### ACTION ITEM
Print the listing in full, keeping every line exactly as it is.

### PROVIDED MATERIAL
......

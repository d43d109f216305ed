//! Audio capture sources.
//!
//! A source's only job is to push captured chunks into a shared
//! `CaptureBuffer`; it never touches the stream or the engine. The trait
//! seam lets tests drive the processing loop without a microphone and
//! leaves room for other platform backends.

use anyhow::Result;
use cpal::traits::{DeviceTrait, HostTrait, StreamTrait};
use cpal::{SampleRate, StreamConfig};
use std::sync::Arc;
use tracing::{error, info};

use crate::capture::CaptureBuffer;

/// A capture source feeding a `CaptureBuffer` from its own thread or
/// device callback.
///
/// Not required to be Send: platform capture streams (cpal in particular)
/// are managed on the thread that owns the source.
pub trait AudioSource {
    /// Begin capturing. Samples flow into the buffer the source was built
    /// with until `stop` is called.
    fn start(&mut self) -> Result<()>;

    /// Pause capturing. The buffer keeps whatever was already pushed.
    fn stop(&mut self) -> Result<()>;
}

/// Information about an available input device.
#[derive(Debug, Clone)]
pub struct DeviceInfo {
    pub name: String,
    pub is_default: bool,
}

/// Microphone capture via cpal: mono f32 at the configured sample rate,
/// clamped to [-1.0, 1.0].
pub struct CpalSource {
    stream: Option<cpal::Stream>,
}

impl CpalSource {
    /// Build an input stream on the named device ("default"/None for the
    /// system default), pushing every callback buffer into `sink`.
    pub fn new(
        sink: Arc<CaptureBuffer>,
        device_name: Option<&str>,
        sample_rate: u32,
    ) -> Result<Self> {
        let host = cpal::default_host();

        let device = match device_name {
            None | Some("default") => host
                .default_input_device()
                .ok_or_else(|| anyhow::anyhow!("no default input device"))?,
            Some(name) => {
                let mut found = None;
                if let Ok(devices) = host.input_devices() {
                    for device in devices {
                        if device.name().map(|n| n == name).unwrap_or(false) {
                            found = Some(device);
                            break;
                        }
                    }
                }
                found.ok_or_else(|| anyhow::anyhow!("input device '{}' not found", name))?
            }
        };

        info!("capturing from input device: {}", device.name()?);

        let config = StreamConfig {
            channels: 1,
            sample_rate: SampleRate(sample_rate),
            buffer_size: cpal::BufferSize::Default,
        };

        let stream = device.build_input_stream(
            &config,
            move |data: &[f32], _: &cpal::InputCallbackInfo| {
                let chunk: Vec<f32> = data.iter().map(|&s| s.clamp(-1.0, 1.0)).collect();
                sink.push(chunk);
            },
            |err| error!("audio capture error: {err}"),
            None,
        )?;

        Ok(Self {
            stream: Some(stream),
        })
    }

    /// List available input devices.
    pub fn list_devices() -> Result<Vec<DeviceInfo>> {
        let host = cpal::default_host();
        let default_name = host
            .default_input_device()
            .and_then(|d| d.name().ok())
            .unwrap_or_default();

        let mut devices = Vec::new();
        if let Ok(inputs) = host.input_devices() {
            for device in inputs {
                if let Ok(name) = device.name() {
                    devices.push(DeviceInfo {
                        is_default: name == default_name,
                        name,
                    });
                }
            }
        }
        Ok(devices)
    }
}

impl AudioSource for CpalSource {
    fn start(&mut self) -> Result<()> {
        if let Some(stream) = &self.stream {
            stream.play()?;
            info!("audio capture started");
        }
        Ok(())
    }

    fn stop(&mut self) -> Result<()> {
        if let Some(stream) = &self.stream {
            stream.pause()?;
            info!("audio capture paused");
        }
        Ok(())
    }
}
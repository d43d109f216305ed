//! Shared data model for the voice transcriber session layer.
//!
//! Pure data: transcript snapshots, engine option pairs, and the closed
//! enums mirroring the engine's wire constants. No engine or session logic
//! lives here so UI and logging consumers can depend on this crate alone.

mod arch;
mod option;
mod transcript;

pub use arch::{ErrorCode, ModelArch, FLAG_FORCE_UPDATE};
pub use option::TranscriberOption;
pub use transcript::{Transcript, TranscriptLine};
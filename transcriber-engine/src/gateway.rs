//! The engine boundary: a handle-based interface to the opaque native
//! transcription engine.
//!
//! The session layer consumes this trait; it never implements the engine
//! itself. Returns stay raw at this boundary (negative handles, integer
//! error codes, nullable transcripts) and are converted into typed errors
//! one layer up.

use transcriber_types::{ModelArch, Transcript, TranscriberOption};

/// Raw handle to a loaded transcriber or an open stream. Negative values
/// are error codes from the create/load call that produced the handle.
pub type RawHandle = i32;

/// Interface to the native transcription engine.
///
/// Implementations must be thread-safe (Send + Sync) because the handle is
/// shared across the session's caller threads, but the engine only supports
/// one call in flight per handle: the session serializes calls and the
/// trait makes no attempt to.
pub trait EngineGateway: Send + Sync {
    /// Load a transcriber from model files rooted at `path`.
    /// Returns a non-negative handle, or a negative error code.
    fn load_from_files(
        &self,
        path: &str,
        arch: ModelArch,
        options: &[TranscriberOption],
    ) -> RawHandle;

    /// Load a transcriber from in-memory model data.
    /// Returns a non-negative handle, or a negative error code.
    fn load_from_memory(
        &self,
        encoder_model: &[u8],
        decoder_model: &[u8],
        tokenizer: &[u8],
        arch: ModelArch,
        options: &[TranscriberOption],
    ) -> RawHandle;

    /// Release a transcriber and everything it owns.
    fn free_transcriber(&self, handle: RawHandle);

    /// One-shot batch transcription, no stream state involved.
    /// `None` models the engine's null transcript pointer.
    fn transcribe_without_streaming(
        &self,
        handle: RawHandle,
        audio: &[f32],
        sample_rate: u32,
        flags: u32,
    ) -> Option<Transcript>;

    /// Open a stream session bound to a loaded transcriber.
    /// Returns a non-negative stream handle, or a negative error code.
    fn create_stream(&self, handle: RawHandle, flags: u32) -> RawHandle;

    /// Release a stream. Returns an error code (0 = ok).
    fn free_stream(&self, handle: RawHandle, stream: RawHandle) -> i32;

    /// Begin accepting audio on a stream. Returns an error code.
    fn start_stream(&self, handle: RawHandle, stream: RawHandle) -> i32;

    /// Stop accepting audio on a stream. Returns an error code.
    fn stop_stream(&self, handle: RawHandle, stream: RawHandle) -> i32;

    /// Feed audio samples (mono PCM f32, -1.0 to 1.0) to a stream.
    /// Returns an error code.
    fn add_audio(
        &self,
        handle: RawHandle,
        stream: RawHandle,
        audio: &[f32],
        sample_rate: u32,
    ) -> i32;

    /// Request the current transcript snapshot for a stream. Pass
    /// `FLAG_FORCE_UPDATE` to re-emit even without new audio.
    fn transcribe_stream(&self, handle: RawHandle, stream: RawHandle, flags: u32)
        -> Option<Transcript>;
}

......

### TASK OUTPUT
repository d43d109f216305ed
//! Audio capture sources.
//!
//! A source's only job is to push captured chunks into a shared
//! `CaptureBuffer`; it never touches the stream or the engine. The trait
//! seam lets tests drive the processing loop without a microphone and
//! leaves room for other platform backends.

use anyhow::Result;
use cpal::traits::{DeviceTrait, HostTrait, StreamTrait};
use cpal::{SampleRate, StreamConfig};
use std::sync::Arc;
use tracing::{error, info};

use crate::capture::CaptureBuffer;

/// A capture source feeding a `CaptureBuffer` from its own thread or
/// device callback.
///
/// Not required to be Send: platform capture streams (cpal in particular)
/// are managed on the thread that owns the source.
pub trait AudioSource {
    /// Begin capturing. Samples flow into the buffer the source was built
    /// with until `stop` is called.
    fn start(&mut self) -> Result<()>;

    /// Pause capturing. The buffer keeps whatever was already pushed.
    fn stop(&mut self) -> Result<()>;
}

/// Information about an available input device.
#[derive(Debug, Clone)]
pub struct DeviceInfo {
    pub name: String,
    pub is_default: bool,
}

/// Microphone capture via cpal: mono f32 at the configured sample rate,
/// clamped to [-1.0, 1.0].
pub struct CpalSource {
    stream: Option<cpal::Stream>,
}

impl CpalSource {
    /// Build an input stream on the named device ("default"/None for the
    /// system default), pushing every callback buffer into `sink`.
    pub fn new(
        sink: Arc<CaptureBuffer>,
        device_name: Option<&str>,
        sample_rate: u32,
    ) -> Result<Self> {
        let host = cpal::default_host();

        let device = match device_name {
            None | Some("default") => host
                .default_input_device()
                .ok_or_else(|| anyhow::anyhow!("no default input device"))?,
            Some(name) => {
                let mut found = None;
                if let Ok(devices) = host.input_devices() {
                    for device in devices {
                        if device.name().map(|n| n == name).unwrap_or(false) {
                            found = Some(device);
                            break;
                        }
                    }
                }
                found.ok_or_else(|| anyhow::anyhow!("input device '{}' not found", name))?
            }
        };

        info!("capturing from input device: {}", device.name()?);

        let config = StreamConfig {
            channels: 1,
            sample_rate: SampleRate(sample_rate),
            buffer_size: cpal::BufferSize::Default,
        };

        let stream = device.build_input_stream(
            &config,
            move |data: &[f32], _: &cpal::InputCallbackInfo| {
                let chunk: Vec<f32> = data.iter().map(|&s| s.clamp(-1.0, 1.0)).collect();
                sink.push(chunk);
            },
            |err| error!("audio capture error: {err}"),
            None,
        )?;

        Ok(Self {
            stream: Some(stream),
        })
    }

    /// List available input devices.
    pub fn list_devices() -> Result<Vec<DeviceInfo>> {
        let host = cpal::default_host();
        let default_name = host
            .default_input_device()
            .and_then(|d| d.name().ok())
            .unwrap_or_default();

        let mut devices = Vec::new();
        if let Ok(inputs) = host.input_devices() {
            for device in inputs {
                if let Ok(name) = device.name() {
                    devices.push(DeviceInfo {
                        is_default: name == default_name,
                        name,
                    });
                }
            }
        }
        Ok(devices)
    }
}

impl AudioSource for CpalSource {
    fn start(&mut self) -> Result<()> {
        if let Some(stream) = &self.stream {
            stream.play()?;
            info!("audio capture started");
        }
        Ok(())
    }

    fn stop(&mut self) -> Result<()> {
        if let Some(stream) = &self.stream {
            stream.pause()?;
            info!("audio capture paused");
        }
        Ok(())
    }
}
repository d43d109f216305ed
//! Shared data model for the voice transcriber session layer.
//!
//! Pure data: transcript snapshots, engine option pairs, and the closed
//! enums mirroring the engine's wire constants. No engine or session logic
//! lives here so UI and logging consumers can depend on this crate alone.

mod arch;
mod option;
mod transcript;

pub use arch::{ErrorCode, ModelArch, FLAG_FORCE_UPDATE};
pub use option::TranscriberOption;
pub use transcript::{Transcript, TranscriptLine};
filename transcriber-engine/src/gateway.rs
//! The engine boundary: a handle-based interface to the opaque native
//! transcription engine.
//!
//! The session layer consumes this trait; it never implements the engine
//! itself. Returns stay raw at this boundary (negative handles, integer
//! error codes, nullable transcripts) and are converted into typed errors
//! one layer up.

use transcriber_types::{ModelArch, Transcript, TranscriberOption};

/// Raw handle to a loaded transcriber or an open stream. Negative values
/// are error codes from the create/load call that produced the handle.
pub type RawHandle = i32;

/// Interface to the native transcription engine.
///
/// Implementations must be thread-safe (Send + Sync) because the handle is
/// shared across the session's caller threads, but the engine only supports
/// one call in flight per handle: the session serializes calls and the
/// trait makes no attempt to.
pub trait EngineGateway: Send + Sync {
    /// Load a transcriber from model files rooted at `path`.
    /// Returns a non-negative handle, or a negative error code.
    fn load_from_files(
        &self,
        path: &str,
        arch: ModelArch,
        options: &[TranscriberOption],
    ) -> RawHandle;

    /// Load a transcriber from in-memory model data.
    /// Returns a non-negative handle, or a negative error code.
    fn load_from_memory(
        &self,
        encoder_model: &[u8],
        decoder_model: &[u8],
        tokenizer: &[u8],
        arch: ModelArch,
        options: &[TranscriberOption],
    ) -> RawHandle;

    /// Release a transcriber and everything it owns.
    fn free_transcriber(&self, handle: RawHandle);

    /// One-shot batch transcription, no stream state involved.
    /// `None` models the engine's null transcript pointer.
    fn transcribe_without_streaming(
        &self,
        handle: RawHandle,
        audio: &[f32],
        sample_rate: u32,
        flags: u32,
    ) -> Option<Transcript>;

    /// Open a stream session bound to a loaded transcriber.
    /// Returns a non-negative stream handle, or a negative error code.
    fn create_stream(&self, handle: RawHandle, flags: u32) -> RawHandle;

    /// Release a stream. Returns an error code (0 = ok).
    fn free_stream(&self, handle: RawHandle, stream: RawHandle) -> i32;

    /// Begin accepting audio on a stream. Returns an error code.
    fn start_stream(&self, handle: RawHandle, stream: RawHandle) -> i32;

    /// Stop accepting audio on a stream. Returns an error code.
    fn stop_stream(&self, handle: RawHandle, stream: RawHandle) -> i32;

    /// Feed audio samples (mono PCM f32, -1.0 to 1.0) to a stream.
    /// Returns an error code.
    fn add_audio(
        &self,
        handle: RawHandle,
        stream: RawHandle,
        audio: &[f32],
        sample_rate: u32,
    ) -> i32;

    /// Request the current transcript snapshot for a stream. Pass
    /// `FLAG_FORCE_UPDATE` to re-emit even without new audio.
    fn transcribe_stream(&self, handle: RawHandle, stream: RawHandle, flags: u32)
        -> Option<Transcript>;
}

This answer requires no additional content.